Book Review: A Study in Scarlet by Arthur Conan Doyle

A Study in Scarlet (Sherlock Holmes, #1)A Study in Scarlet by Arthur Conan Doyle
My rating: 5 of 5 stars

”Most people, if you describe a train of events to them, will tell you what the result would be. They can put those events together in their minds, and argue from them that something will come to pass. There are few people, however, who, if you told them a result, would be able to evolve from their own inner consciousness what the steps were which led up to the result. This power is what I mean when I talk of reasoning backwards, or analytically.”

Solving murders almost always begins with the well…murder… requiring the detective to show the work that gave us this murderous result, much like an algebraic equation. Remember when the teacher would give us a problem with the answer and some parts of the equation and ask us to fill in the missing bits? Little did you know, while sitting in that school chair, that you were puzzling over the algebra equivalent of solving a murder.

So what Sherlock Holmes has with A Study in Scarlet is a murdered man, quite possibly poisoned, a woman’s wedding ring, the word “Rache” written in blood upon the wall, square-toed boot prints, and the muddy wheel prints of a carriage. Quite a lot for Holmes’ intellectual abilities. Despite the well-meaning but fumbling efforts of the detectives Lestrade and Gregson, Holmes is able to deduce, using the pieces of the equation, what further efforts will have to transpire to find the murderer.

The book is split into two parts. The first half is the initial investigation, and the second half is the backstory which takes place in America, among the Mormons of Utah. This transition feels rather abrupt, and for the first chapter of the second part, I was really missing Holmes and Watson, but soon I was swept up in this new narrative and waiting with great anticipation to see how the events in Utah would match up with the murder(s) in London.

We can’t imagine the detective genre without the looming shadow of Sherlock Holmes, but if a few things had gone differently, Sherlock Holmes might have remained a mere fancy in the mind of his creator Arthur Conan Doyle. We needed a few things to go wrong for Doyle, such as a physician partnership to go sour and then for him to move to Portsmouth to set up his own independent practice. Next, we needed the people of Southsea to ignore his practice, which would allow him the time to pick up his quill and start writing stories to while away the long hours while waiting for patients. We can imagine Doyle sitting there in his surgery, hoping every set of footsteps outside his door was a patient, but then as this character Holmes began to roam the corridors of his mind, we can understand why Doyle might have started hoping that the footsteps outside his door continued to pass on by.

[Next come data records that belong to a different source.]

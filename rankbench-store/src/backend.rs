//! Storage Backends

use crate::cache::{CacheKey, StoreError};
use fxhash::FxHashMap;
use std::fs;
use std::io::ErrorKind;
use std::path::{Path, PathBuf};

/// Byte storage addressed by cache key and codec extension
pub trait Backend {
    /// Stored bytes, or `None` if absent
    fn read(&self, key: &CacheKey, extension: &str) -> Result<Option<Vec<u8>>, StoreError>;

    /// Store bytes, replacing any previous entry
    fn write(&mut self, key: &CacheKey, extension: &str, bytes: &[u8]) -> Result<(), StoreError>;

    /// Delete an entry; returns whether it existed
    fn remove(&mut self, key: &CacheKey, extension: &str) -> Result<bool, StoreError>;
}

/// In-process map; contents die with the process
#[derive(Debug, Default, Clone)]
pub struct MemoryBackend {
    entries: FxHashMap<(CacheKey, String), Vec<u8>>,
}

impl MemoryBackend {
    /// Empty backend
    pub fn new() -> Self {
        Self::default()
    }

    /// Number of stored entries
    pub fn len(&self) -> usize {
        self.entries.len()
    }

    /// Whether nothing is stored
    pub fn is_empty(&self) -> bool {
        self.entries.is_empty()
    }
}

impl Backend for MemoryBackend {
    fn read(&self, key: &CacheKey, extension: &str) -> Result<Option<Vec<u8>>, StoreError> {
        Ok(self
            .entries
            .get(&(key.clone(), extension.to_string()))
            .cloned())
    }

    fn write(&mut self, key: &CacheKey, extension: &str, bytes: &[u8]) -> Result<(), StoreError> {
        self.entries
            .insert((key.clone(), extension.to_string()), bytes.to_vec());
        Ok(())
    }

    fn remove(&mut self, key: &CacheKey, extension: &str) -> Result<bool, StoreError> {
        Ok(self
            .entries
            .remove(&(key.clone(), extension.to_string()))
            .is_some())
    }
}

/// Files under a root directory: `<root>/<session>/<field>.<extension>`.
///
/// Writes go to a temporary sibling first and are renamed into place, so an
/// interrupted write leaves the previous entry intact.
#[derive(Debug, Clone)]
pub struct DirBackend {
    root: PathBuf,
}

impl DirBackend {
    /// Backend rooted at `root` (created lazily)
    pub fn new(root: impl Into<PathBuf>) -> Self {
        Self { root: root.into() }
    }

    /// Root directory
    pub fn root(&self) -> &Path {
        &self.root
    }

    /// File holding `key`
    pub fn path_for(&self, key: &CacheKey, extension: &str) -> PathBuf {
        self.root
            .join(key.session().as_str())
            .join(format!("{}.{}", key.field(), extension))
    }
}

impl Backend for DirBackend {
    fn read(&self, key: &CacheKey, extension: &str) -> Result<Option<Vec<u8>>, StoreError> {
        match fs::read(self.path_for(key, extension)) {
            Ok(bytes) => Ok(Some(bytes)),
            Err(e) if e.kind() == ErrorKind::NotFound => Ok(None),
            Err(e) => Err(e.into()),
        }
    }

    fn write(&mut self, key: &CacheKey, extension: &str, bytes: &[u8]) -> Result<(), StoreError> {
        let path = self.path_for(key, extension);
        if let Some(dir) = path.parent() {
            fs::create_dir_all(dir)?;
        }
        let tmp = path.with_extension(format!("{extension}.tmp"));
        fs::write(&tmp, bytes)?;
        fs::rename(&tmp, &path)?;
        Ok(())
    }

    fn remove(&mut self, key: &CacheKey, extension: &str) -> Result<bool, StoreError> {
        match fs::remove_file(self.path_for(key, extension)) {
            Ok(()) => Ok(true),
            Err(e) if e.kind() == ErrorKind::NotFound => Ok(false),
            Err(e) => Err(e.into()),
        }
    }
}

Sherlock Holmes is partly modeled upon the characteristics of Doyle’s University of Edinburgh professor Joseph Bell. Another native of Edinburgh, the writer Robert Louis Stevenson was able to recognise the strong similarity between Joseph Bell and Sherlock Holmes: ‘My compliments on your very ingenious and very interesting adventures of Sherlock Holmes. … can this be my old friend Joe Bell?’ Bell must have been a megalithic figure to inspire such admiration in Doyle and Stevenson, not to mention the legions of fans who saw his mind as a pinnacle of human achievement. While I was attending the University of Arizona, we had the celebrated M. Scott Momaday and Edward Abbey teaching classes. Getting confirmed to be able to attend those classes was equivalent to winning the lottery, with about the same odds of success. I never was able to secure one of those coveted desks in their classrooms, but I did meet Abbey at a book signing. The lecherous, old fart flirted outrageously with my girlfriend, and maybe glanced at me once disdainfully. Needless to say, this meeting was not a Bell worthy level of inspiration.

It has been a few decades since I’ve read A Study in Scarlet. It was a blustery afternoon, and there was something cozy about settling into a Doyle mystery with a cup of Earl Grey and a Scottish Terrier on my lap. I was not disappointed: the plot proved as good as I remembered. My plan is to reread the Sherlock Holmes stories in order, leading up to The Hound of the Baskervilles which will be one of the entries in the Gravelight Press Classic Horror Collection. This rereading journey is all part of my research for writing the introduction.

The aforementioned Robert Louis Stevenson wrote the first entry in Classic Horror Series. The Casebook of Dr. Jekyll and Mr. Hyde which includes my new introduction. I relate my Gravelight Press origin story in my review of this book:…
It was a blast to write, and the readers, so far, have had fun reading it. Next up will be The Picture of Dorian Gray, Frankenstein, followed by Dracula, and then The Hound of the Baskervilles.

If you find introductions to works of fiction boring, you won’t find that to be the case with mine. Those who have followed my reviews all these years know that I stoke the fire of burning curiosity rather than smother the spark of interest.